Tagalog, the language spoken in the northern region, is flecked with Spanish words. Even adobo, a common Filipino dish which many native Philippine people and Americans attribute to Spanish influence is actually distinct from adobo spices found in Iberian cuisine.
Funny enough, I think being Filipino is exactly like being adobo. On one hand, being Filipino-American means not fully knowing your roots, like the tribe your family first belonged to, what barangay your ancestors lived in. While this is a painful truth, it can also lead to finding new ways to keep the culture alive. In learning about my heritage, I felt more empowered to embody Filipinas in history who fought for liberation. One of those Filipinas is Maria Lorena Barros, who started the women’s militant group MAKIBAKA shortly before martial law was declared by President Ferdinand Marcos in 1972. In a famous quote she said, “No longer is the [Filipina] woman for marriage but more and more a woman for action.”
What gives me hope is that there are countless other Philippine-Americans who are reviving huge swaths of the culture lost to time, including indigenous religions, traditional weaving and artistry and different Philippine scripts. Activism both in the U.S. and in the Philippines continues for issues like indigenous rights and President Rodrigo Duterte’s “war on drugs,” which led to over 12,000 deaths with at least 2,555 of the killings attributed to Philippine National Police, according to Human Rights Watch.
After most everything I write, my byline forces me to think about the origin of my name. (Yes, we’re full circle here.) While my father’s side found other ways to keep traditions alive, my mom’s side of the family managed to preserve a pre-colonial name, Hirang, which means “beloved.” The word hirang is in the first few lines of the Philippine national anthem meaning “beloved country.” My mother gave my brother and I Hirang as our middle name and it’s one reminder of the importance of cultural preservation.

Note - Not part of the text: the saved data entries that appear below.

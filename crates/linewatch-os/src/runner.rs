use std::future::Future;
use std::net::{IpAddr, Ipv4Addr};
use std::time::{Duration, Instant};

use embedded_hal::digital::InputPin;

use linewatch::dispatcher::Connector;
use linewatch::node::{Node, Service, TickOutcome};
use linewatch::status::LinkInfo;
use linewatch::store::Storage;

use tokio::net::TcpListener;
use tokio::time::MissedTickBehavior;

use tracing::{error, info};

use crate::discovery::Mdns;
use crate::error::{Error, ErrorKind, Result};
use crate::server::{DEFAULT_QUEUE_SIZE, router};

/// Default `HTTP` port.
pub const DEFAULT_PORT: u16 = 80;

/// Default scheduler tick period.
pub const DEFAULT_TICK_PERIOD: Duration = Duration::from_millis(100);

/// Drives a [`Node`] on a `tokio` runtime.
///
/// The `HTTP` front end runs on its own task, while the node is ticked
/// periodically on the task awaiting [`Runner::run`]. A restart request
/// reboots the node in place.
#[derive(Debug)]
pub struct Runner {
    address: IpAddr,
    port: u16,
    period: Duration,
    queue_size: usize,
    mdns: Option<Mdns>,
}

impl Default for Runner {
    fn default() -> Self {
        Self::new()
    }
}

impl Runner {
    /// Creates a [`Runner`] listening on every interface, on
    /// [`DEFAULT_PORT`].
    #[must_use]
    pub const fn new() -> Self {
        Self {
            address: IpAddr::V4(Ipv4Addr::UNSPECIFIED),
            port: DEFAULT_PORT,
            period: DEFAULT_TICK_PERIOD,
            queue_size: DEFAULT_QUEUE_SIZE,
            mdns: None,
        }
    }

    /// Sets the listening address.
    #[must_use]
    pub const fn address(mut self, address: IpAddr) -> Self {
        self.address = address;
        self
    }

    /// Sets the listening port. Port `0` picks a free one.
    #[must_use]
    pub const fn port(mut self, port: u16) -> Self {
        self.port = port;
        self
    }

    /// Sets the scheduler tick period.
    #[must_use]
    pub const fn period(mut self, period: Duration) -> Self {
        self.period = period;
        self
    }

    /// Sets how many requests can wait for the node.
    #[must_use]
    pub const fn queue_size(mut self, queue_size: usize) -> Self {
        self.queue_size = queue_size;
        self
    }

    /// Announces the node through `mDNS-SD`.
    #[must_use]
    pub fn mdns(mut self, mdns: Mdns) -> Self {
        self.mdns = Some(mdns);
        self
    }

    /// Runs the node until `Ctrl-C` is pressed.
    ///
    /// # Errors
    ///
    /// The listener could not be bound, the announcement could not be
    /// started or the front end failed.
    pub async fn run<P, K, S, L, const N: usize, const M: usize>(
        self,
        node: Node<P, K, S, L, N, M>,
    ) -> Result<()>
    where
        P: InputPin,
        K: Connector,
        S: Storage,
        L: LinkInfo,
    {
        self.run_until(node, async {
            if let Err(e) = tokio::signal::ctrl_c().await {
                error!("Unable to listen for Ctrl-C: {e}");
            }
        })
        .await
    }

    /// Runs the node until `shutdown` completes.
    ///
    /// # Errors
    ///
    /// The listener could not be bound, the announcement could not be
    /// started or the front end failed.
    pub async fn run_until<P, K, S, L, const N: usize, const M: usize>(
        self,
        mut node: Node<P, K, S, L, N, M>,
        shutdown: impl Future<Output = ()>,
    ) -> Result<()>
    where
        P: InputPin,
        K: Connector,
        S: Storage,
        L: LinkInfo,
    {
        let listener = TcpListener::bind((self.address, self.port)).await?;
        let local = listener.local_addr()?;
        info!("Node `{}` listening on {local}", node.hostname());

        // Dropping the handle stops the announcement.
        let _mdns = self.mdns.map(|mdns| mdns.register(local.port())).transpose()?;

        let (router, mut bridge) = router(self.queue_size);
        let mut server = tokio::spawn(async move { axum::serve(listener, router).await });

        let mut interval = tokio::time::interval(self.period);
        interval.set_missed_tick_behavior(MissedTickBehavior::Skip);
        tokio::pin!(shutdown);

        let mut boot = Instant::now();
        let outcome = loop {
            tokio::select! {
                _ = interval.tick() => {}
                () = &mut shutdown => {
                    info!("Shutting down");
                    break Ok(());
                }
                result = &mut server => {
                    break match result {
                        Ok(Ok(())) => Err(Error::new(ErrorKind::Network, "HTTP server stopped")),
                        Ok(Err(e)) => Err(e.into()),
                        Err(e) => Err(Error::new(ErrorKind::Network, e.to_string())),
                    };
                }
            }

            let started = Instant::now();
            let mut services: [&mut dyn Service; 1] = [&mut bridge];
            let tick = node.tick(boot.elapsed(), &mut services);
            node.record_load(started.elapsed(), self.period);

            if tick == TickOutcome::Restart {
                node.reboot();
                boot = Instant::now();
                info!("Node `{}` restarted", node.hostname());
            }
        };

        server.abort();
        outcome
    }
}
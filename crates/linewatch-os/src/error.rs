use std::borrow::Cow;

/// All possible error kinds.
#[derive(Debug, Copy, Clone, PartialEq, Eq)]
pub enum ErrorKind {
    /// Errors coming from the node core.
    Node,
    /// Persistent storage file errors.
    Storage,
    /// Monitored line errors.
    Line,
    /// Network errors.
    Network,
    /// Service discovery errors.
    Discovery,
}

impl ErrorKind {
    pub(crate) const fn description(self) -> &'static str {
        match self {
            Self::Node => "Node",
            Self::Storage => "Storage",
            Self::Line => "Line",
            Self::Network => "Network",
            Self::Discovery => "Discovery",
        }
    }
}

impl std::fmt::Display for ErrorKind {
    fn fmt(&self, f: &mut std::fmt::Formatter<'_>) -> std::fmt::Result {
        f.write_str(self.description())
    }
}

/// A host platform error.
#[derive(Debug, PartialEq, Eq)]
pub struct Error {
    kind: ErrorKind,
    info: Cow<'static, str>,
}

impl std::fmt::Display for Error {
    fn fmt(&self, f: &mut std::fmt::Formatter<'_>) -> std::fmt::Result {
        write!(f, "{}: {}", self.kind, self.info)
    }
}

impl std::error::Error for Error {}

impl Error {
    /// Creates an [`Error`] from an [`ErrorKind`] and a description.
    #[inline]
    pub fn new(kind: ErrorKind, info: impl Into<Cow<'static, str>>) -> Self {
        Self {
            kind,
            info: info.into(),
        }
    }

    /// Returns the [`ErrorKind`].
    #[must_use]
    pub const fn kind(&self) -> ErrorKind {
        self.kind
    }

    /// Returns the error description.
    #[must_use]
    pub fn info(&self) -> &str {
        &self.info
    }
}

impl From<linewatch::error::Error> for Error {
    fn from(e: linewatch::error::Error) -> Self {
        Self::new(ErrorKind::Node, e.to_string())
    }
}

impl From<std::io::Error> for Error {
    fn from(e: std::io::Error) -> Self {
        Self::new(ErrorKind::Network, e.to_string())
    }
}

impl From<mdns_sd::Error> for Error {
    fn from(e: mdns_sd::Error) -> Self {
        Self::new(ErrorKind::Discovery, e.to_string())
    }
}

/// A specialized [`Result`] type for [`Error`].
pub type Result<T> = std::result::Result<T, Error>;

In actively learning about Filipino history, culture, language, food and current events, I can better understand what being a Filipina in the U.S. means to me. I remain civically involved in my community both as a citizen and journalist. Still, the knowledge of my culture informs which traditions I choose to honor, my approach to anti-racist work and just… my view of life. My last name may not actually be mine. But I can choose what it means to me. The choice places power behind my identity and existence. And existence in and of itself is often an act of justice.